GLP-1s Exposed a System Already Under Strain
GLP-1s didn’t cause the mess. They just showed it to us more clearly.
Employers and plans are asking what to do now. That’s the right question. But the better one is “How did we get here?”
How We Got Here
We’ve had years to build infrastructure for value-based benefit design, to define how we assess clinical value, and to align pricing mechanisms with long-term outcomes. In many places, we didn’t. And GLP-1s filled the vacuum.
They became the test case for every unresolved issue in drug policy: access equity, benefit generosity, PBM incentives, outcomes-based contracting, and member communication.
How GLP-1s are Different
What makes GLP-1s different is how fast the stakes got high. The clinical promise is real. So is the budget impact. And patients, providers, and employers are all responding at once, often with incomplete information. That pressure is forcing uncomfortable conversations about value, sustainability, and what we mean by "coverage."
The First GLP-1 to Enter Price Negotiation
A major policy shift has now arrived: In March 2025, CMS announced that semaglutide (Ozempic/Wegovy) (a leading GLP-1 receptor agonist) will be subject to Medicare price negotiation for 2027 under the Inflation Reduction Act. This marks the first time a GLP-1 is officially on the negotiation list, moving the class from “likely candidate” to active negotiation.

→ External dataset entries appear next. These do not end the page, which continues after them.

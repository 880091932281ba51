//! Authorization guards.

use std::collections::HashSet;

/// Decides whether a document may be edited.
///
/// Asked once before a document is read and again before it is written.
pub trait Guard: Send + Sync {
    /// Whether `id` may be edited.
    fn can_edit(&self, id: &str) -> bool;
}

impl<F> Guard for F
where
    F: Fn(&str) -> bool + Send + Sync,
{
    fn can_edit(&self, id: &str) -> bool {
        self(id)
    }
}

/// Allows every document.
#[derive(Debug, Clone, Copy, Default)]
pub struct AllowAll;

impl Guard for AllowAll {
    fn can_edit(&self, _id: &str) -> bool {
        true
    }
}

/// Allows a fixed set of document ids.
#[derive(Debug, Clone, Default)]
pub struct AllowList {
    ids: HashSet<String>,
}

impl AllowList {
    /// Create an allow-list.
    #[must_use]
    pub fn new<I, S>(ids: I) -> Self
    where
        I: IntoIterator<Item = S>,
        S: Into<String>,
    {
        Self {
            ids: ids.into_iter().map(Into::into).collect(),
        }
    }
}

impl Guard for AllowList {
    fn can_edit(&self, id: &str) -> bool {
        self.ids.contains(id)
    }
}

#[cfg(test)]
mod tests {
    use super::*;

    #[test]
    fn test_allow_all() {
        assert!(AllowAll.can_edit("anything"));
    }

    #[test]
    fn test_allow_list() {
        let guard = AllowList::new(["home.txt", "about.txt"]);

        assert!(guard.can_edit("home.txt"));
        assert!(!guard.can_edit("secret.txt"));
        assert!(!AllowList::default().can_edit("home.txt"));
    }

    #[test]
    fn test_closure_guard() {
        let guard = |id: &str| id.starts_with("public/");

        assert!(guard.can_edit("public/home"));
        assert!(!guard.can_edit("private/home"));
    }
}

What This Means for Coverage and Innovation Strategy
As these pressures grow, we’re spending time examining how policy, pricing, and benefit structures are interacting in real time, and where systems can adjust. We’re asking how step therapy policies align with emerging evidence, how alternative payment models can incorporate high-cost chronic disease therapies in ways that reflect their clinical promise while protecting sustainability, and how care teams and clinical pathways can evolve to manage rising demand while ensuring appropriate use. These are big, complicated questions that will shape the future of benefit design and innovation policy well beyond GLP-1s.
The Path Forward Requires Collaboration
Health plans, providers, policymakers, and manufacturers each have a role to play in responding to this moment. It will take collaboration across these groups to move beyond the immediate pressure of GLP-1 costs toward building structures that support sustainable access to innovative therapies. This is the moment to clarify value frameworks, update coverage strategies, and align incentives in ways that can last. If stakeholders get it right, the impact will extend far beyond one class of drugs.